I versi “le mie parole erano incendi / le mie parole eran pozzi profondi” sono la sua orgogliosa rivendicazione. Sta affermando con orgoglio la sua identità. Ricorda all’amata Vera ciò che lui è stato per lei prima. Il poeta rivendica la passione e la profondità che lei aveva amato.
E come molte volte accade fa sentire ancor più il peso del suo essere e delle sue convinzioni.
verrà un giorno un giorno improvvisamente
sentirai dentro di te
le orme dei miei passi
che si allontananoe quel peso sarà il più grave.
È la sua profezia tragica. È l’avvertimento di un uomo convinto del suo amore e dell’importanza della loro relazione. Guardando alle date le sue parole sembrando essere profezia. Forse sapeva di avere poco tempo e quell’amore in cui si vedeva come un fardello da sopportare, che generava stanchezza lo faceva soffrire.
Vera era tutto per lui, in lei vedeva l’amore vero, quello maturo, quello di chi avverte non ci sarà più un’altra storia così.
L’Eredità Postuma di un Appello
Nazım Hikmet morì, come la sua stessa profezia annunciava, appena un anno dopo aver scritto questi versi, il 3 giugno 1963. Non vide mai questa poesia pubblicata.
Il suo “appello” divenne un’eredità immediata in Italia. La poesia divenne celebre grazie alla storica antologia Poesie d’amore (Mondadori), curata magistralmente da Joyce Lussu e pubblicata per la prima volta nel 1964, ad un anno solo dalla morte del poeta.
Nella sua Turchia, invece, questi versi apparvero solo molto più tardi, nel volume postumo Son Şiirleri (1959-1963)” (Ultime Poesie), dato alle stampe nel 1970. Un ritardo che rende ancora più potente quell’avvertimento. La sua assenza, per il suo popolo e per chi lo amava, si era davvero trasformata nel “peso più grave”.
L’Appello alla Patria Perduta
Ma c’è di più. La genialità di questa poesia, come spesso accade in Nazim Hikmet, sta nella sua doppia lettura. Se la crisi personale con Vera Tulyakova fu la scintilla emotiva, l’esilio è il vero incendio che brucia sotto ogni verso.

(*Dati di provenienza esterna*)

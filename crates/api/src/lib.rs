//! HTTP API server for the service-center booking core.
//!
//! Provides REST endpoints for booking checkout, booking lookup, status
//! transitions and saga inspection, with structured logging (tracing) and
//! Prometheus metrics.

pub mod config;
pub mod error;
pub mod routes;

use std::sync::Arc;

use axum::Router;
use axum::routing::{get, post};
use chrono::Duration;
use domain::{InMemoryBookingStatusGateway, Money, StatusTransitionEngine};
use event_store::EventStore;
use metrics_exporter_prometheus::PrometheusHandle;
use saga::{
    BookingCheckout, BookingSagaCoordinator, IdentityResolver, InMemoryBookingGateway,
    InMemoryCustomerDirectory, InMemoryPromotionGateway, InMemorySlotAuthority,
    InMemoryVehicleRegistry, VehicleResolver,
};
use tower_http::cors::{Any, CorsLayer};
use tower_http::trace::TraceLayer;

use config::Config;
use routes::bookings::AppState;

/// Creates the Axum application router with all routes and shared state.
pub fn create_app<S: EventStore + Clone + 'static>(
    state: Arc<AppState<S>>,
    metrics_handle: PrometheusHandle,
) -> Router {
    let metrics_router = Router::new()
        .route("/metrics", get(routes::metrics::get))
        .with_state(metrics_handle);

    Router::new()
        .route("/health", get(routes::health::check))
        .route("/bookings", post(routes::bookings::create::<S>))
        .route("/bookings/{id}", get(routes::bookings::get::<S>))
        .route(
            "/bookings/{id}/status",
            post(routes::bookings::change_status::<S>),
        )
        .route("/bookings/{id}/events", get(routes::bookings::events::<S>))
        .route("/sagas/{id}", get(routes::sagas::get::<S>))
        .with_state(state)
        .merge(metrics_router)
        .layer(
            CorsLayer::new()
                .allow_origin(Any)
                .allow_methods(Any)
                .allow_headers(Any),
        )
        .layer(TraceLayer::new_for_http())
}

/// Handles to the in-memory stand-ins for the remote backend.
///
/// Clones share state with the services wired into [`AppState`], so tests can
/// seed data and inject failures after the app is built.
#[derive(Debug, Clone, Default)]
pub struct InMemoryBackend {
    pub customers: InMemoryCustomerDirectory,
    pub vehicles: InMemoryVehicleRegistry,
    pub slots: InMemorySlotAuthority,
    pub bookings: InMemoryBookingGateway,
    pub promotions: InMemoryPromotionGateway,
    pub statuses: InMemoryBookingStatusGateway,
}

impl InMemoryBackend {
    /// A backend with one promotion code, `WELCOME10`.
    pub fn with_demo_data() -> Self {
        let backend = Self::default();
        backend
            .promotions
            .add_percentage_code("WELCOME10", 10, Money::new(200_000), 1_000);
        backend
    }
}

/// Wires the checkout flow and the transition engine onto one event store.
pub fn create_state<S: EventStore + Clone + 'static>(
    event_store: S,
    backend: &InMemoryBackend,
    hold_ttl: Duration,
) -> Arc<AppState<S>> {
    let coordinator = BookingSagaCoordinator::new(
        event_store.clone(),
        backend.slots.clone(),
        backend.bookings.clone(),
        backend.promotions.clone(),
        hold_ttl,
    );
    let checkout = BookingCheckout::new(
        IdentityResolver::new(backend.customers.clone()),
        VehicleResolver::new(backend.vehicles.clone()),
        coordinator,
    );
    let transitions = StatusTransitionEngine::new(event_store, backend.statuses.clone());

    Arc::new(AppState {
        checkout,
        transitions,
    })
}

/// Creates the default application state backed by the demo backend.
pub fn create_default_state<S: EventStore + Clone + 'static>(
    event_store: S,
    config: &Config,
) -> (Arc<AppState<S>>, InMemoryBackend) {
    let backend = InMemoryBackend::with_demo_data();
    let state = create_state(event_store, &backend, config.hold_ttl());
    (state, backend)
}
//! Domain error types.

use event_store::EventStoreError;
use thiserror::Error;

use crate::booking::BookingRecordError;

/// Errors that can occur during domain operations.
#[derive(Debug, Error)]
pub enum DomainError {
    /// An error occurred in the event store.
    #[error("Event store error: {0}")]
    EventStore(#[from] EventStoreError),

    /// A booking rule rejected the command.
    #[error("Booking error: {0}")]
    Booking(#[from] BookingRecordError),

    /// Aggregate not found.
    #[error("Aggregate not found: {aggregate_type} with id {aggregate_id}")]
    AggregateNotFound {
        aggregate_type: &'static str,
        aggregate_id: String,
    },

    /// Serialization error.
    #[error("Serialization error: {0}")]
    Serialization(#[from] serde_json::Error),
}

impl DomainError {
    /// Returns true if the write lost an optimistic concurrency race.
    pub fn is_conflict(&self) -> bool {
        matches!(self, DomainError::EventStore(e) if e.is_conflict())
    }
}
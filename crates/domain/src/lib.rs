//! Domain layer of the booking core.
//!
//! This crate provides:
//! - Aggregate and DomainEvent traits for event-sourced entities
//! - CommandHandler for load → decide → append with optimistic concurrency
//! - The Booking aggregate and its declarative status transition table
//! - StatusTransitionEngine, the only component allowed to change a booking's status

pub mod aggregate;
pub mod booking;
pub mod command;
pub mod error;

pub use aggregate::{Aggregate, DomainEvent};
pub use booking::{
    Actor, Booking, BookingEvent, BookingRecordError, BookingService, BookingStatus,
    BookingStatusGateway, InMemoryBookingStatusGateway, LicensePlate, Money,
    PromotionApplication, RecordPromotion, RegisterBooking, RetractPromotion, SlotKey,
    StatusGatewayError, StatusTransitionEngine, TransitionError, TransitionReceipt,
};
pub use command::{CommandHandler, CommandResult};
pub use error::DomainError;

Nâzım Hikmet è, prima di tutto, il poeta della nostalgia per la sua terra. Il “tu” a cui si rivolge (che in turco, lo ricordiamo, è grammaticalmente neutro, né maschile né femminile) potrebbe non essere la moglie. È forse la sua patria, la Turchia.
Riletta in questa chiave, la poesia assume una potenza diversa. Le sue parole, i suoi versi non sono solo quelle dell’amante Vera, ma la sua amata terra che non rivedrà mai più.
Persino “le orme dei miei passi / che si allontanano” diventa l’immagine letterale dell’esule, dell’uomo costretto a lasciare la sua terra per sempre.
L’avvertimento finale trascende così il dramma romantico. Non è solo un uomo che parla a una donna, ma è il più grande poeta turco del ‘900 che parla alla sua nazione.
Anche in questo caso le sue parole sembrano profezia. I versi sembrano comunicare al popolo turco “Ma verrà un giorno in cui sentirete il vuoto che ho lasciato, e il peso della mia assenza sarà il fardello più grave per la vostra coscienza”.
Tutto vero, l’amata patria che si era stancata di lui, malgrado il suo impegno a favore del suo popolo, si è dovuta pentire per l’attenzione mancata al suo poeta più grande.